Look at this topology having a host connected with a layer two switch. This switch is further connected with two routers, i.e., R1 and R2. The Host behind the switch can have only one default gateway. Assume that we have configured the R1 IP address as a default gateway on the Host. The Host can access the internet via R1, and we don’t have any issues at all.

simple-computer-network-without-vrrp

Now, due to any random reason, R1 goes unresponsive and is unable to process any network traffic from the Host.
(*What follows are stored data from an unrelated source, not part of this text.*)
use thiserror::Error;

use crate::intent::{IntentKey, IntentKind};

/// Compilation failures. `NoCompiler` is a configuration error; the other
/// variants are domain rejections raised by a specific compiler.
#[derive(Debug, Clone, Error)]
pub enum CompileError {
    #[error("no compiler registered for intent kind {0:?} or its fallback chain")]
    NoCompiler(IntentKind),
    #[error("no viable path for intent {0}")]
    NoPath(IntentKey),
    #[error("compilation of intent {key} failed: {reason}")]
    Other { key: IntentKey, reason: String },
}

#[derive(Debug, Clone, Error)]
pub enum StoreError {
    #[error("no intent data for key {0}")]
    NotFound(IntentKey),
    #[error("store backend error: {0}")]
    Backend(String),
}

/// Framework-level error taxonomy. Every variant is fatal to one intent
/// only; nothing here is allowed to escape the per-intent processing chain.
#[derive(Debug, Clone, Error)]
pub enum IntentError {
    #[error(transparent)]
    Compile(#[from] CompileError),
    #[error("no installer registered for intent kind {0:?}")]
    NoInstaller(IntentKind),
    #[error("installation of intent {key} failed: {reason}")]
    Installation { key: IntentKey, reason: String },
    #[error(transparent)]
    Store(#[from] StoreError),
}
In this case, we must switch the default gateway to R2 to make the internet work. Again, the internet starts working on the end computer.

single-point-of-failure-wihtout-fhrp

However, the switching of the default gateway causes a significant amount of downtime in the network. Further, a single administrator can’t change the default gateways on all LAN computers.
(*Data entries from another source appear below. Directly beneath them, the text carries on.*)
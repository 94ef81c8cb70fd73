//! Intent data model: immutable intent values, mutable per-key lifecycle
//! records, the state transition graph, lifecycle events, the error
//! taxonomy, and the intent store contract with an in-memory backend.

mod data;
mod error;
mod event;
mod intent;
mod mem;
mod state;
mod store;

pub use data::{IntentData, now_ms};
pub use error::{CompileError, IntentError, StoreError};
pub use event::{IntentEvent, IntentEventKind};
pub use intent::{ApplicationId, Intent, IntentBuilder, IntentKey, IntentKind};
pub use mem::MemIntentStore;
pub use state::{IntentState, RequestKind};
pub use store::{DynIntentStore, IntentStore, StoreResult};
We can use the different FHRP (First-hop redundancy protocol) protocols to avoid downtime. VRRP is also one of the FHRP protocols.

What is VRRP?

VRRP stands for Virtual Router Redundancy Protocol. It is an open-source protocol that provides redundancy and high availability in computer networks. In VRRP, we deploy two or more routers in a group. All of the routers in this group sync with each other. If the master router fails, the backup router takes the master role and starts forwarding the traffic.

Refer to rfc3768 for more detail.

Like HSRP, VRRP also has a Virtual IP & MAC address. This IP becomes the default gateway for the hosts.
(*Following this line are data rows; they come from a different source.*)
use tokio::sync::mpsc;
use tokio::task::JoinHandle;
use tokio::time::{Instant, sleep_until};

use crate::config::AccumulatorConfig;

/// Generic time/count-bounded batching buffer.
///
/// Items are fed in through [`add`](Accumulator::add); a background task
/// buffers them and flushes when any threshold fires: absolute item count,
/// maximum time since the first unflushed item, or maximum idle time since
/// the last added item. On flush the buffered items run through `reduce`
/// (e.g. last-write-wins by intent key) and the reduced set is handed to
/// `deliver`. Flushes happen in arrival order, one at a time.
///
/// Must be created inside a tokio runtime.
pub struct Accumulator<T> {
    tx: mpsc::UnboundedSender<T>,
    _task: JoinHandle<()>,
}

impl<T: Send + 'static> Accumulator<T> {
    pub fn new<R, D>(config: AccumulatorConfig, reduce: R, deliver: D) -> Self
    where
        R: Fn(Vec<T>) -> Vec<T> + Send + Sync + 'static,
        D: Fn(Vec<T>) + Send + Sync + 'static,
    {
        let (tx, mut rx) = mpsc::unbounded_channel::<T>();
        let task = tokio::spawn(async move {
            let mut buf: Vec<T> = Vec::new();
            let mut first_at: Option<Instant> = None;
            let mut last_at = Instant::now();

            let flush = |buf: &mut Vec<T>, first_at: &mut Option<Instant>| {
                let items = std::mem::take(buf);
                *first_at = None;
                if items.is_empty() {
                    return;
                }
                let reduced = reduce(items);
                if !reduced.is_empty() {
                    deliver(reduced);
                }
            };

            loop {
                let deadline = first_at
                    .map(|f| (f + config.max_batch_age).min(last_at + config.max_idle_age))
                    .unwrap_or_else(Instant::now);

                tokio::select! {
                    item = rx.recv() => match item {
                        Some(item) => {
                            buf.push(item);
                            last_at = Instant::now();
                            if first_at.is_none() {
                                first_at = Some(last_at);
                            }
                            if buf.len() >= config.max_items {
                                flush(&mut buf, &mut first_at);
                            }
                        }
                        // Feed closed: flush what is left and stop.
                        None => {
                            flush(&mut buf, &mut first_at);
                            break;
                        }
                    },
                    _ = sleep_until(deadline), if first_at.is_some() => {
                        flush(&mut buf, &mut first_at);
                    }
                }
            }
        });
        Self { tx, _task: task }
    }

    /// Adds an item; never blocks.
    pub fn add(&self, item: T) {
        let _ = self.tx.send(item);
    }
}

#[cfg(test)]
mod tests {
    use super::*;
    use std::sync::{Arc, Mutex};
    use std::time::Duration;

    fn config(max_items: usize, batch_ms: u64, idle_ms: u64) -> AccumulatorConfig {
        AccumulatorConfig {
            max_items,
            max_batch_age: Duration::from_millis(batch_ms),
            max_idle_age: Duration::from_millis(idle_ms),
        }
    }

    fn collecting() -> (Arc<Mutex<Vec<Vec<(u32, u32)>>>>, impl Fn(Vec<(u32, u32)>)) {
        let flushes: Arc<Mutex<Vec<Vec<(u32, u32)>>>> = Arc::default();
        let sink = flushes.clone();
        (flushes, move |items| sink.lock().unwrap().push(items))
    }

    /// Last-write-wins by the first tuple element.
    fn reduce_by_key(items: Vec<(u32, u32)>) -> Vec<(u32, u32)> {
        let mut out = indexmap::IndexMap::new();
        for (k, v) in items {
            out.insert(k, v);
        }
        out.into_iter().collect()
    }

    #[tokio::test]
    async fn rapid_updates_to_one_key_deliver_once() {
        let (flushes, deliver) = collecting();
        let acc = Accumulator::new(config(10_000, 500, 200), reduce_by_key, deliver);

        for i in 0..1000 {
            acc.add((7, i));
        }
        tokio::time::sleep(Duration::from_millis(300)).await;

        let flushes = flushes.lock().unwrap();
        assert_eq!(flushes.len(), 1);
        assert_eq!(flushes[0], vec![(7, 999)]);
    }

    #[tokio::test]
    async fn item_count_threshold_forces_flush() {
        let (flushes, deliver) = collecting();
        let acc = Accumulator::new(config(3, 60_000, 60_000), |v| v, deliver);

        for i in 0..3 {
            acc.add((i, i));
        }
        tokio::time::sleep(Duration::from_millis(50)).await;

        assert_eq!(flushes.lock().unwrap().len(), 1);
        assert_eq!(flushes.lock().unwrap()[0].len(), 3);
    }

    #[tokio::test]
    async fn idle_threshold_flushes_partial_batch() {
        let (flushes, deliver) = collecting();
        let acc = Accumulator::new(config(1000, 60_000, 20), |v| v, deliver);

        acc.add((1, 1));
        acc.add((2, 2));
        tokio::time::sleep(Duration::from_millis(100)).await;

        assert_eq!(flushes.lock().unwrap().len(), 1);
        assert_eq!(flushes.lock().unwrap()[0].len(), 2);
    }

    #[tokio::test]
    async fn batch_age_bounds_a_steady_trickle() {
        let (flushes, deliver) = collecting();
        let acc = Accumulator::new(config(1000, 80, 50), |v| v, deliver);

        // Keep idle resets coming faster than the idle threshold.
        for i in 0..10 {
            acc.add((i, i));
            tokio::time::sleep(Duration::from_millis(15)).await;
        }
        tokio::time::sleep(Duration::from_millis(100)).await;

        assert!(!flushes.lock().unwrap().is_empty());
        let total: usize = flushes.lock().unwrap().iter().map(Vec::len).sum();
        assert_eq!(total, 10);
    }
}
VRRP uses a Multicast address 224.0.0.18 for the communication between master and backup routers. The virtual MAC address is 0000.5e00.01XX, where XX is the VRRP group number.

VRRP States

In this section, we will discuss the different states of VRRP. Routers that are participating in VRRP will go through all of the states.

[wptb id=795]

VRRP configuration on Cisco IOS Router / Multilayer Switch

In this section, we will configure the VRRP on Cisco IOS routers. This configuration will be almost similar to the multilayer switch. We will use the below network topology for the configuration:

how-to-configure-vrrp-on-cisco-ios

We have R1, R2, R3, SW01, and a Windows Host. Let’s start the configuration by confirming the interfaces of the routers:

Rouer R1:

interface GigabitEthernet1
ip address 172.16.1.1 255.255.255.0
negotiation auto
!
interface GigabitEthernet2
ip address 101.1.1.1 255.255.255.252
negotiation auto

Router R2:

interface GigabitEthernet1
ip address 172.16.1.2 255.255.255.0
negotiation auto
!
interface GigabitEthernet2
ip address 201.1.1.1 255.255.255.252
negotiation auto

Router R3:

interface GigabitEthernet1
ip address 101.1.1.2 255.255.255.252
negotiation auto
!
interface GigabitEthernet2
ip address 201.1.1.2 255.255.255.252
negotiation auto

Now, we will start configuring the VRRP on Routers R1, followed by R2.

On R1:

R1(config)#interface gigabitEthernet 1
R1(config-if)#vrrp 5 ip 172.16.1.100

Similarly, on R2:

R2(config)#interface gigabitEthernet 1
R2(config-if)#vrrp 5 ip 172.16.1.100

Once you enabled the VRRP, you should get the following messages:

*Jan 1 15:18:06.699: %VRRP-6-STATECHANGE: Gi1 Grp 5 state Init -> Backup
*Jan 1 15:18:10.308: %VRRP-6-STATECHANGE: Gi1 Grp 5 state Backup -> Master

You should enable the VRRP debugs in case of troubleshooting. Debugs will show you the complete VRRP states of the routers:

R1#debug vrrp events
VRRP Events debugging is on

To get the complete events, shut down the gig1 interface. Use the no shutdown command to re-enable the interface.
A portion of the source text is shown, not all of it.